**To do:**
Within the records below, how many lines hold the word "across"? Only the number should be returned.

**Task inputs:**
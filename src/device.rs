use crate::{
    cache::CacheEntity,
    connection::notification::{DeviceDescriptor, PortDescriptor, ProfileDescriptor},
};

/// Selectable port on a cached device.
#[derive(Debug, Clone, PartialEq, Eq)]
pub struct DevicePort {
    /// Port identifier.
    pub name: String,
    /// Human-readable label.
    pub description: String,
    /// Server-assigned priority.
    pub priority: u32,
    /// Whether the port is currently usable.
    pub available: bool,
}

impl From<&PortDescriptor> for DevicePort {
    fn from(port: &PortDescriptor) -> Self {
        Self {
            name: port.name.clone(),
            description: port.description.clone(),
            priority: port.priority,
            available: port.available,
        }
    }
}

/// Selectable profile on a cached device.
#[derive(Debug, Clone, PartialEq, Eq)]
pub struct DeviceProfile {
    /// Profile identifier.
    pub name: String,
    /// Human-readable label.
    pub description: String,
    /// Server-assigned priority.
    pub priority: u32,
}

impl From<&ProfileDescriptor> for DeviceProfile {
    fn from(profile: &ProfileDescriptor) -> Self {
        Self {
            name: profile.name.clone(),
            description: profile.description.clone(),
            priority: profile.priority,
        }
    }
}

/// Physical device mirrored from the server.
#[derive(Debug, Clone)]
pub struct Device {
    index: u32,
    name: String,
    /// Human-readable label, mutable across updates.
    pub description: String,
    /// Ports offered by the device.
    pub ports: Vec<DevicePort>,
    /// Name of the active port, if any.
    pub active_port: Option<String>,
    /// Profiles offered by the device.
    pub profiles: Vec<DeviceProfile>,
    /// Name of the active profile, if any.
    pub active_profile: Option<String>,
}

impl Device {
    /// Server-assigned index.
    pub fn index(&self) -> u32 {
        self.index
    }

    /// Device name, stable across updates.
    pub fn name(&self) -> &str {
        &self.name
    }

    /// Currently active port, resolved against the port list.
    pub fn current_port(&self) -> Option<&DevicePort> {
        let active = self.active_port.as_deref()?;
        self.ports.iter().find(|port| port.name == active)
    }

    /// Currently active profile, resolved against the profile list.
    pub fn current_profile(&self) -> Option<&DeviceProfile> {
        let active = self.active_profile.as_deref()?;
        self.profiles.iter().find(|profile| profile.name == active)
    }
}

impl CacheEntity for Device {
    type Payload = DeviceDescriptor;

    fn create(index: u32, payload: &DeviceDescriptor) -> Self {
        let mut device = Self {
            index,
            name: payload.name.clone(),
            description: String::new(),
            ports: Vec::new(),
            active_port: None,
            profiles: Vec::new(),
            active_profile: None,
        };
        device.apply(payload);
        device
    }

    fn apply(&mut self, payload: &DeviceDescriptor) {
        self.description = payload.description.clone();
        self.ports = payload.ports.iter().map(DevicePort::from).collect();
        self.active_port = payload.active_port.clone();
        self.profiles = payload.profiles.iter().map(DeviceProfile::from).collect();
        self.active_profile = payload.active_profile.clone();
    }

    fn index(&self) -> u32 {
        self.index
    }

    fn name(&self) -> &str {
        &self.name
    }
}

#[cfg(test)]
mod tests {
    use super::*;
    use crate::connection::notification::DeviceDescriptor;

    fn descriptor() -> DeviceDescriptor {
        DeviceDescriptor {
            index: 4,
            name: "hda-intel".to_owned(),
            description: "Built-in Audio".to_owned(),
            ports: vec![PortDescriptor {
                name: "analog-output".to_owned(),
                description: "Line Out".to_owned(),
                priority: 100,
                available: true,
            }],
            active_port: Some("analog-output".to_owned()),
            profiles: vec![ProfileDescriptor {
                name: "output:stereo".to_owned(),
                description: "Analog Stereo Output".to_owned(),
                priority: 60,
            }],
            active_profile: Some("output:stereo".to_owned()),
        }
    }

    #[test]
    fn resolves_active_port_and_profile() {
        let device = Device::create(4, &descriptor());

        assert_eq!(device.current_port().map(|p| p.priority), Some(100));
        assert_eq!(
            device.current_profile().map(|p| p.name.as_str()),
            Some("output:stereo")
        );
    }

    #[test]
    fn apply_replaces_mutable_fields_only() {
        let mut device = Device::create(4, &descriptor());
        let mut update = descriptor();
        update.description = "Docked Audio".to_owned();
        update.active_port = None;

        device.apply(&update);

        assert_eq!(device.name(), "hda-intel");
        assert_eq!(device.description, "Docked Audio");
        assert!(device.current_port().is_none());
    }
}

**Response to this exercise:**
2